#### Records for this exercise
══════════════════════════════

use chrono::{DateTime, Utc};
use serde::Serialize;
use sqlx::PgPool;

use crate::services::localtime::LocalTime;
use crate::services::webhook::{WebhookEvent, WebhookNotifier};

/// Headline numbers for the dashboard, all derived by read-only
/// aggregation; no decision logic lives here.
#[derive(Debug, Clone, Serialize)]
pub struct DashboardStats {
    pub total_members: i64,
    pub active_members: i64,
    pub inactive_members: i64,
    pub new_members_this_month: i64,
    pub today_revenue: i64,
    pub today_visits: i64,
}

#[derive(Debug, Clone, Serialize)]
pub struct MonthlyReportStats {
    pub month_label: String,
    pub new_members: i64,
    pub subscription_count: i64,
    pub total_revenue: i64,
    pub total_visits: i64,
}

pub async fn dashboard_stats(
    pool: &PgPool,
    local_time: &LocalTime,
) -> Result<DashboardStats, sqlx::Error> {
    let now = Utc::now();
    let (today_start, today_end) = local_time.day_bounds(local_time.local_day(now));
    let (month_start, _, _) = local_time.month_bounds(now);

    let total_members =
        sqlx::query_scalar::<_, i64>("SELECT COUNT(*) FROM members")
            .fetch_one(pool)
            .await?;

    // Effective status per member: the current subscription decides,
    // the stored flag only stands when no subscription exists.
    let active_members = sqlx::query_scalar::<_, i64>(
        r#"
        SELECT COUNT(*) FROM members m
        WHERE COALESCE(
            (SELECT s.end_date >= NOW()
             FROM subscriptions s
             WHERE s.member_id = m.id
             ORDER BY s.end_date DESC
             LIMIT 1),
            m.status = 'ACTIVE'
        )
        "#,
    )
    .fetch_one(pool)
    .await?;

    let new_members_this_month = sqlx::query_scalar::<_, i64>(
        "SELECT COUNT(*) FROM members WHERE created_at >= $1",
    )
    .bind(month_start)
    .fetch_one(pool)
    .await?;

    let today_revenue = sum_revenue(pool, today_start, today_end).await?;
    let today_visits = count_visits(pool, today_start, today_end).await?;

    Ok(DashboardStats {
        total_members,
        active_members,
        inactive_members: total_members - active_members,
        new_members_this_month,
        today_revenue,
        today_visits,
    })
}

pub async fn monthly_report(
    pool: &PgPool,
    local_time: &LocalTime,
) -> Result<MonthlyReportStats, sqlx::Error> {
    let now = Utc::now();
    let (start, end, month_label) = local_time.month_bounds(now);

    let new_members = sqlx::query_scalar::<_, i64>(
        "SELECT COUNT(*) FROM members WHERE created_at >= $1 AND created_at < $2",
    )
    .bind(start)
    .bind(end)
    .fetch_one(pool)
    .await?;

    let subscription_count = sqlx::query_scalar::<_, i64>(
        "SELECT COUNT(*) FROM subscriptions WHERE created_at >= $1 AND created_at < $2",
    )
    .bind(start)
    .bind(end)
    .fetch_one(pool)
    .await?;

    let total_revenue = sum_revenue(pool, start, end).await?;
    let total_visits = count_visits(pool, start, end).await?;

    Ok(MonthlyReportStats {
        month_label,
        new_members,
        subscription_count,
        total_revenue,
        total_visits,
    })
}

/// Builds the current month's report and emits it as a MONTHLY_REPORT
/// event. The aggregates are returned to the caller either way;
/// delivery is best-effort.
pub async fn send_monthly_report(
    pool: &PgPool,
    local_time: &LocalTime,
    notifier: &WebhookNotifier,
) -> Result<MonthlyReportStats, sqlx::Error> {
    let stats = monthly_report(pool, local_time).await?;

    notifier.notify(WebhookEvent::MonthlyReport {
        report_month: stats.month_label.clone(),
        new_members: stats.new_members,
        total_revenue: stats.total_revenue,
        subscription_count: stats.subscription_count,
        total_visits: stats.total_visits,
        report_date: Utc::now(),
    });

    Ok(stats)
}

async fn sum_revenue(
    pool: &PgPool,
    from: DateTime<Utc>,
    to: DateTime<Utc>,
) -> Result<i64, sqlx::Error> {
    sqlx::query_scalar::<_, i64>(
        "SELECT COALESCE(SUM(price), 0)::BIGINT FROM subscriptions WHERE created_at >= $1 AND created_at < $2",
    )
    .bind(from)
    .bind(to)
    .fetch_one(pool)
    .await
}

async fn count_visits(
    pool: &PgPool,
    from: DateTime<Utc>,
    to: DateTime<Utc>,
) -> Result<i64, sqlx::Error> {
    sqlx::query_scalar::<_, i64>(
        "SELECT COUNT(*) FROM attendance WHERE check_in >= $1 AND check_in < $2",
    )
    .bind(from)
    .bind(to)
    .fetch_one(pool)
    .await
}
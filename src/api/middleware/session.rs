use axum::extract::FromRef;
use sqlx::PgPool;
use std::sync::Arc;
use tower_sessions::{Expiry, SessionManagerLayer};
use tower_sessions_sqlx_store::PostgresStore;

use crate::config::Config;
use crate::services::admission::AdmissionEngine;
use crate::services::localtime::LocalTime;
use crate::services::webhook::WebhookNotifier;

/// Session keys used in the application
pub const SESSION_KEY_ADMIN: &str = "admin_authenticated";

/// Creates the cookie-session layer backed by PostgreSQL. The secret is
/// reserved for cookie signing once the store grows that option.
pub async fn create_session_layer(
    pool: PgPool,
    _session_secret: &[u8],
) -> Result<SessionManagerLayer<PostgresStore>, sqlx::Error> {
    let session_store = PostgresStore::new(pool);
    session_store.migrate().await?;

    let session_layer = SessionManagerLayer::new(session_store)
        .with_secure(false) // behind a TLS-terminating proxy in production
        .with_same_site(tower_sessions::cookie::SameSite::Lax)
        .with_expiry(Expiry::OnInactivity(time::Duration::days(7)));

    Ok(session_layer)
}

/// Application state shared across handlers.
#[derive(Clone)]
pub struct AppState {
    pub pool: PgPool,
    pub config: Config,
    pub local_time: LocalTime,
    pub notifier: WebhookNotifier,
    pub engine: Arc<AdmissionEngine>,
}

impl FromRef<AppState> for PgPool {
    fn from_ref(state: &AppState) -> PgPool {
        state.pool.clone()
    }
}
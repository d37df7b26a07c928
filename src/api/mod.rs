// API module - HTTP endpoints

pub mod attendance;
pub mod auth;
pub mod checkin;
pub mod members;
pub mod middleware;
pub mod reports;
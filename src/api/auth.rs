use axum::{
    extract::State,
    http::StatusCode,
    response::IntoResponse,
    routing::post,
    Json, Router,
};
use secrecy::ExposeSecret;
use serde::Deserialize;
use serde_json::json;
use tower_sessions::Session;

use crate::api::middleware::session::{AppState, SESSION_KEY_ADMIN};

#[derive(Debug, Deserialize)]
pub struct LoginRequest {
    pub username: String,
    pub password: String,
}

async fn login(
    State(state): State<AppState>,
    session: Session,
    Json(request): Json<LoginRequest>,
) -> impl IntoResponse {
    let credentials_ok = request.username == state.config.admin_username
        && request.password == *state.config.admin_password.expose_secret();

    if !credentials_ok {
        tracing::warn!(username = %request.username, "Failed login attempt");
        return (
            StatusCode::UNAUTHORIZED,
            Json(json!({ "message": "Invalid username or password" })),
        );
    }

    if session.insert(SESSION_KEY_ADMIN, true).await.is_err() {
        return (
            StatusCode::INTERNAL_SERVER_ERROR,
            Json(json!({ "message": "Session error occurred" })),
        );
    }

    tracing::info!(username = %request.username, "Admin logged in");
    (StatusCode::OK, Json(json!({ "message": "Logged in" })))
}

async fn logout(session: Session) -> impl IntoResponse {
    let _ = session.delete().await;
    (StatusCode::OK, Json(json!({ "message": "Logged out" })))
}

pub fn router() -> Router<AppState> {
    Router::new()
        .route("/login", post(login))
        .route("/logout", post(logout))
}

══════════════════════════════

#### Goal of the exercise
Using the listing above, show every line that includes the string "subscriptions".

#### Result of the exercise
             FROM subscriptions s
        "SELECT COUNT(*) FROM subscriptions WHERE created_at >= $1 AND created_at < $2",
        "SELECT COALESCE(SUM(price), 0)::BIGINT FROM subscriptions WHERE created_at >= $1 AND created_at < $2",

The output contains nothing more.